= Beginning of Section =
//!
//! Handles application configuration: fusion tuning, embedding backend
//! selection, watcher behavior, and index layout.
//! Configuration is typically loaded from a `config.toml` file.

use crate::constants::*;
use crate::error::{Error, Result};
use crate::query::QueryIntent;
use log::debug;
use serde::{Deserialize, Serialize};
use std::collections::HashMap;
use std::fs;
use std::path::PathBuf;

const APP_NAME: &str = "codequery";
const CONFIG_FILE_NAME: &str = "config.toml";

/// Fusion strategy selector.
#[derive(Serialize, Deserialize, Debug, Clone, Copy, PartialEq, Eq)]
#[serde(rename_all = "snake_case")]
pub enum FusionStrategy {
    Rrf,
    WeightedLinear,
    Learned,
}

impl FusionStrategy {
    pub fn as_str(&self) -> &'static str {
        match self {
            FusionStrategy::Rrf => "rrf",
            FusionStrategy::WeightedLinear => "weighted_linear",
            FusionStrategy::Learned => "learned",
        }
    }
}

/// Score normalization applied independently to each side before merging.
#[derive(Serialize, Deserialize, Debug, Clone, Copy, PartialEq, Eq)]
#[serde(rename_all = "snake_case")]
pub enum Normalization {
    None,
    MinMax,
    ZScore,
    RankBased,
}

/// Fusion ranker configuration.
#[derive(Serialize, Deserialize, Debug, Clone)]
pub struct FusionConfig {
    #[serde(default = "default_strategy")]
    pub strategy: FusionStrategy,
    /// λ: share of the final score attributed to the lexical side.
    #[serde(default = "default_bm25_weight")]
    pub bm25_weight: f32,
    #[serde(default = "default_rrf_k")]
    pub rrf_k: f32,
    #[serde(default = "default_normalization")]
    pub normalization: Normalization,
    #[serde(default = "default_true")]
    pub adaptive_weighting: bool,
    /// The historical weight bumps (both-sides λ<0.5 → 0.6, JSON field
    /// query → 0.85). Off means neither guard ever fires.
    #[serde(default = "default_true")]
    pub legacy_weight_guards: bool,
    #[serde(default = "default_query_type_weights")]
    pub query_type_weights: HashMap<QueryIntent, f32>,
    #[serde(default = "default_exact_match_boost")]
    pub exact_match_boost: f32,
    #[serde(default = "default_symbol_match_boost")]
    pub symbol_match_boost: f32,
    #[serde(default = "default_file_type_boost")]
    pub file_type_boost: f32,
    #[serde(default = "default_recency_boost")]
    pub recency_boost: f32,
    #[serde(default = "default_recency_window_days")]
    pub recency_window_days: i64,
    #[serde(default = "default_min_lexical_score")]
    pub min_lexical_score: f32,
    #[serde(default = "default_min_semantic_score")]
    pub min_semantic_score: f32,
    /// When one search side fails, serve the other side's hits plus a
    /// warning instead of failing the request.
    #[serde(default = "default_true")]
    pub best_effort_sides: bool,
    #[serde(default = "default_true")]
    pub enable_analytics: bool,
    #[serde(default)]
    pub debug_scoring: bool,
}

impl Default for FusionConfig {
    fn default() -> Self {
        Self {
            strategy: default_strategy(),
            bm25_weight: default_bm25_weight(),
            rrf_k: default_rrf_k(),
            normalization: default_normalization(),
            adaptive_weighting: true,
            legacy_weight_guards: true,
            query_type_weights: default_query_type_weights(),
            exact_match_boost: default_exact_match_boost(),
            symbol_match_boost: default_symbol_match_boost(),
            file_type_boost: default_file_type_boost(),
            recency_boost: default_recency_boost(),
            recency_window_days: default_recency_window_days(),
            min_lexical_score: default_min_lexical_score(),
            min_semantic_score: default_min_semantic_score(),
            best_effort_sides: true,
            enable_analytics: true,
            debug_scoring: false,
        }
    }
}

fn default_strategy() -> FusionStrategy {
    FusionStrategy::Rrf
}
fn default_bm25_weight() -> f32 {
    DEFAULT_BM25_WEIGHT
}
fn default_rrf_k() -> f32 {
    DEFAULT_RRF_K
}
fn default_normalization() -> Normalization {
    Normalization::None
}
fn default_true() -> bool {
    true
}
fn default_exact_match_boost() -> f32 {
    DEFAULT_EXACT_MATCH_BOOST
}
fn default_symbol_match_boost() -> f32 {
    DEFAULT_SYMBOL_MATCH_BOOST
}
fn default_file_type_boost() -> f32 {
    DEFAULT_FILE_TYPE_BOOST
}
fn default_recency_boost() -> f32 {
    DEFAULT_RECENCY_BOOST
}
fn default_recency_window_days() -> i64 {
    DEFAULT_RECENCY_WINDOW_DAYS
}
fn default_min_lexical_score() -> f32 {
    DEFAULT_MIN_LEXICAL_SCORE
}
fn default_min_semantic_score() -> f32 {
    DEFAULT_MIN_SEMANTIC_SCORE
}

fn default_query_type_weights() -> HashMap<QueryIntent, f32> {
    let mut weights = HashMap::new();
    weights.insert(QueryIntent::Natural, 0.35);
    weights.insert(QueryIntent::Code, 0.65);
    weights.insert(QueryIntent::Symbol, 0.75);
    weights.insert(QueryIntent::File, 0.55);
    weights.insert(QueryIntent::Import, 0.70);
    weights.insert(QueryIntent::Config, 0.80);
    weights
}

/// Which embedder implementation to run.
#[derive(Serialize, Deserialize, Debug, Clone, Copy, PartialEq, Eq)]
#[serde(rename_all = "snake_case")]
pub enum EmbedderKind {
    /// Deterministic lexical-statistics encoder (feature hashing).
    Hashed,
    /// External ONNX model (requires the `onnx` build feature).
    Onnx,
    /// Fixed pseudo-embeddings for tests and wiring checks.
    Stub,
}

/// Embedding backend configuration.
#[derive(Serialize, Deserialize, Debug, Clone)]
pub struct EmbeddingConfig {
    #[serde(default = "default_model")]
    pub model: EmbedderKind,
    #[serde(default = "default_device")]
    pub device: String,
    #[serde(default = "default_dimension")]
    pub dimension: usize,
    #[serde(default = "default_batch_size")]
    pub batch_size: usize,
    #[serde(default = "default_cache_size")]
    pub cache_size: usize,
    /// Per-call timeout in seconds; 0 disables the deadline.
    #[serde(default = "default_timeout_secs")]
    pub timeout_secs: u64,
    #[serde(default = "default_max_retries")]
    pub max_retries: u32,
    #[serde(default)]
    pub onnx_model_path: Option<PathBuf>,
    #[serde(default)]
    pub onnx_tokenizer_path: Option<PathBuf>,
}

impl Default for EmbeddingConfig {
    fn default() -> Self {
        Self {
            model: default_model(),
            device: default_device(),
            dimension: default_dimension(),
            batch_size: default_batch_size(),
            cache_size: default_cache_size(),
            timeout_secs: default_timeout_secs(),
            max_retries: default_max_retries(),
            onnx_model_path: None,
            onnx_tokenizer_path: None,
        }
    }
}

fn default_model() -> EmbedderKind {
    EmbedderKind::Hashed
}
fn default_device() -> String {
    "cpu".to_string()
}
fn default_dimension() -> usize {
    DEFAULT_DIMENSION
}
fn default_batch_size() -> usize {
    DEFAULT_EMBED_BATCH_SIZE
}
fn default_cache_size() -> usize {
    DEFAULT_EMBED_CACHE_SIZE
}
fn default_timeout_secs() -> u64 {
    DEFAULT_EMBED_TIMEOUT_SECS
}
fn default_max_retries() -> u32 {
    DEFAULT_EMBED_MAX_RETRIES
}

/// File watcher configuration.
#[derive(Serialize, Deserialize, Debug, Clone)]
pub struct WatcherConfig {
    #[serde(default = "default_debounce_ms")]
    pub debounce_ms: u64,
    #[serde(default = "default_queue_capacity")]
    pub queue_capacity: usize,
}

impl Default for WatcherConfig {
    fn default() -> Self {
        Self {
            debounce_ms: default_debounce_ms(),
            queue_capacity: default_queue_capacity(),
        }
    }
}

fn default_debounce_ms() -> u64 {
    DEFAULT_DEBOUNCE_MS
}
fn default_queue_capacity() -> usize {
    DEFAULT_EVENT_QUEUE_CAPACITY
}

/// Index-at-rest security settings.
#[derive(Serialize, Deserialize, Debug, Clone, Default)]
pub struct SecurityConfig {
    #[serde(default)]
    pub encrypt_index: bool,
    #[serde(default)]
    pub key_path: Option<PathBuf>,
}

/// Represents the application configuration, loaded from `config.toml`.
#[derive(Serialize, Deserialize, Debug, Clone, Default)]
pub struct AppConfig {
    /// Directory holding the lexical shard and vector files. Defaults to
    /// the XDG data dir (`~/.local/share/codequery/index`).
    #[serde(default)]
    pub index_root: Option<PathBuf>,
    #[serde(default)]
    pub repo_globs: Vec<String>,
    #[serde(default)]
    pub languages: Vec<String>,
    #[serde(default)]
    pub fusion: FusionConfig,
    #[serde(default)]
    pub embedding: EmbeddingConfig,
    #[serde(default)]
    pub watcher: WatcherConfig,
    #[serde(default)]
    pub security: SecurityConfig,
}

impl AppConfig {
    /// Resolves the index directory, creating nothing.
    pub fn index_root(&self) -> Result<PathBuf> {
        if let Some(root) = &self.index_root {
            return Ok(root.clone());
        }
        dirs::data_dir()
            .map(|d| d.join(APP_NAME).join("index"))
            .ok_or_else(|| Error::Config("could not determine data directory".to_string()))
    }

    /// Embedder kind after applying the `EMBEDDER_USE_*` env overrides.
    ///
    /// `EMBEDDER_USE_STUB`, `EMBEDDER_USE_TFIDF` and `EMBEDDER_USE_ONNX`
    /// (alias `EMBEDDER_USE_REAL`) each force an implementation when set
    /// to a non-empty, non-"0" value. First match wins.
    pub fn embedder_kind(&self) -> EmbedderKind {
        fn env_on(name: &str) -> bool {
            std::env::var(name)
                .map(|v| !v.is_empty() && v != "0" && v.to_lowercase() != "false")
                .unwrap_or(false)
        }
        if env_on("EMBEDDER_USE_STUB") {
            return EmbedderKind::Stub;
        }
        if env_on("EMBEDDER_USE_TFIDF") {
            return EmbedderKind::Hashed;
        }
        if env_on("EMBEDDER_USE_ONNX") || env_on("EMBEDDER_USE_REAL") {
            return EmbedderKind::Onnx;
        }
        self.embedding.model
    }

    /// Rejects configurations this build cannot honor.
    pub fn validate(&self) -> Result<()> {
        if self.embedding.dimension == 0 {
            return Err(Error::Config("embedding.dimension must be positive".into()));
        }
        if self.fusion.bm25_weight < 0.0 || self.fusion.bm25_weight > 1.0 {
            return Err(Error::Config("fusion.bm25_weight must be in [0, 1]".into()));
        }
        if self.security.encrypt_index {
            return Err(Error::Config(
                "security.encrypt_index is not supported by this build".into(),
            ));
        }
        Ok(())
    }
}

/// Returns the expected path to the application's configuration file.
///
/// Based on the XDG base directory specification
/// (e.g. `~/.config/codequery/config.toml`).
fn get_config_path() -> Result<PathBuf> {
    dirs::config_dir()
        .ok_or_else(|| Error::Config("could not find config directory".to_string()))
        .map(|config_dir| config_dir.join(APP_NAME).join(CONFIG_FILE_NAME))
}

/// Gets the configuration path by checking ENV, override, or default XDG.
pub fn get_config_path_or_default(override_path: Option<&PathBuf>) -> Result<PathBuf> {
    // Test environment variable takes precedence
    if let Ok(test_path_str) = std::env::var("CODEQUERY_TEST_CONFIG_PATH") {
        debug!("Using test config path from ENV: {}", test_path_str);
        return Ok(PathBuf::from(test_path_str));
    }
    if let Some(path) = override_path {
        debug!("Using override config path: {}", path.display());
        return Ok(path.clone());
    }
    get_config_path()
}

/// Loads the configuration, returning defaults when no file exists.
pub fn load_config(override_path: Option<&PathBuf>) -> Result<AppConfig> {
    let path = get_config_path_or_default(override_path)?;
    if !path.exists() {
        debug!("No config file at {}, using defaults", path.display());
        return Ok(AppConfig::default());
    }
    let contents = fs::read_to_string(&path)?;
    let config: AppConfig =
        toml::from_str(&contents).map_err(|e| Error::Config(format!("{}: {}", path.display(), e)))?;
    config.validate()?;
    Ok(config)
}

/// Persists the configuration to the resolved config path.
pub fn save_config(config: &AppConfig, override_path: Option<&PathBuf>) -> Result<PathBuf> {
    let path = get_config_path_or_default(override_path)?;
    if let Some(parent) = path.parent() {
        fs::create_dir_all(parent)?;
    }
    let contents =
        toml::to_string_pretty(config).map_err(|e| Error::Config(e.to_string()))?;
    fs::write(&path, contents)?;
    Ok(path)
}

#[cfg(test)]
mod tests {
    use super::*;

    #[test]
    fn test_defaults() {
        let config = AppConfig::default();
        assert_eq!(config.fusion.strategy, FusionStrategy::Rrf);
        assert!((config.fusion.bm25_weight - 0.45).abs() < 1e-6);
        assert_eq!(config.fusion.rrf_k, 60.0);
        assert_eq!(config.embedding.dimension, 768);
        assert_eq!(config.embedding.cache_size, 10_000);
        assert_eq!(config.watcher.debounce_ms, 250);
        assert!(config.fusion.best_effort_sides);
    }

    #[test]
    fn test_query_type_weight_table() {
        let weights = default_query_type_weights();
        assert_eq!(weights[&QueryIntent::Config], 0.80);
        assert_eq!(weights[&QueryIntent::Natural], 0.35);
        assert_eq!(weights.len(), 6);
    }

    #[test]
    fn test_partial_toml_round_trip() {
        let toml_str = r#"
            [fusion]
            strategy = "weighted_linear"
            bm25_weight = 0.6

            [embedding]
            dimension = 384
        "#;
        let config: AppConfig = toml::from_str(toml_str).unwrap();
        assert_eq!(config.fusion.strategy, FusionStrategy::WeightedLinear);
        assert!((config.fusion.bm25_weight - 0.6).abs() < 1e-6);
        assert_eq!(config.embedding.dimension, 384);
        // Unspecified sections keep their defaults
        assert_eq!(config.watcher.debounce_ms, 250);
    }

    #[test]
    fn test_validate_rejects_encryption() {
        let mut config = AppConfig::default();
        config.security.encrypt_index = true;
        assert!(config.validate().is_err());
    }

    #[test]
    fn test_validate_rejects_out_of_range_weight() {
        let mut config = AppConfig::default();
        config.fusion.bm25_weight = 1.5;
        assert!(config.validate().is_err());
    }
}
= End of Section =
Please copy every line from the entries that includes the word "EmbedderKind".

- [RESPONSE TO THE EXERCISE]
pub enum EmbedderKind {
    pub model: EmbedderKind,
fn default_model() -> EmbedderKind {
    EmbedderKind::Hashed
    pub fn embedder_kind(&self) -> EmbedderKind {
            return EmbedderKind::Stub;
            return EmbedderKind::Hashed;
            return EmbedderKind::Onnx;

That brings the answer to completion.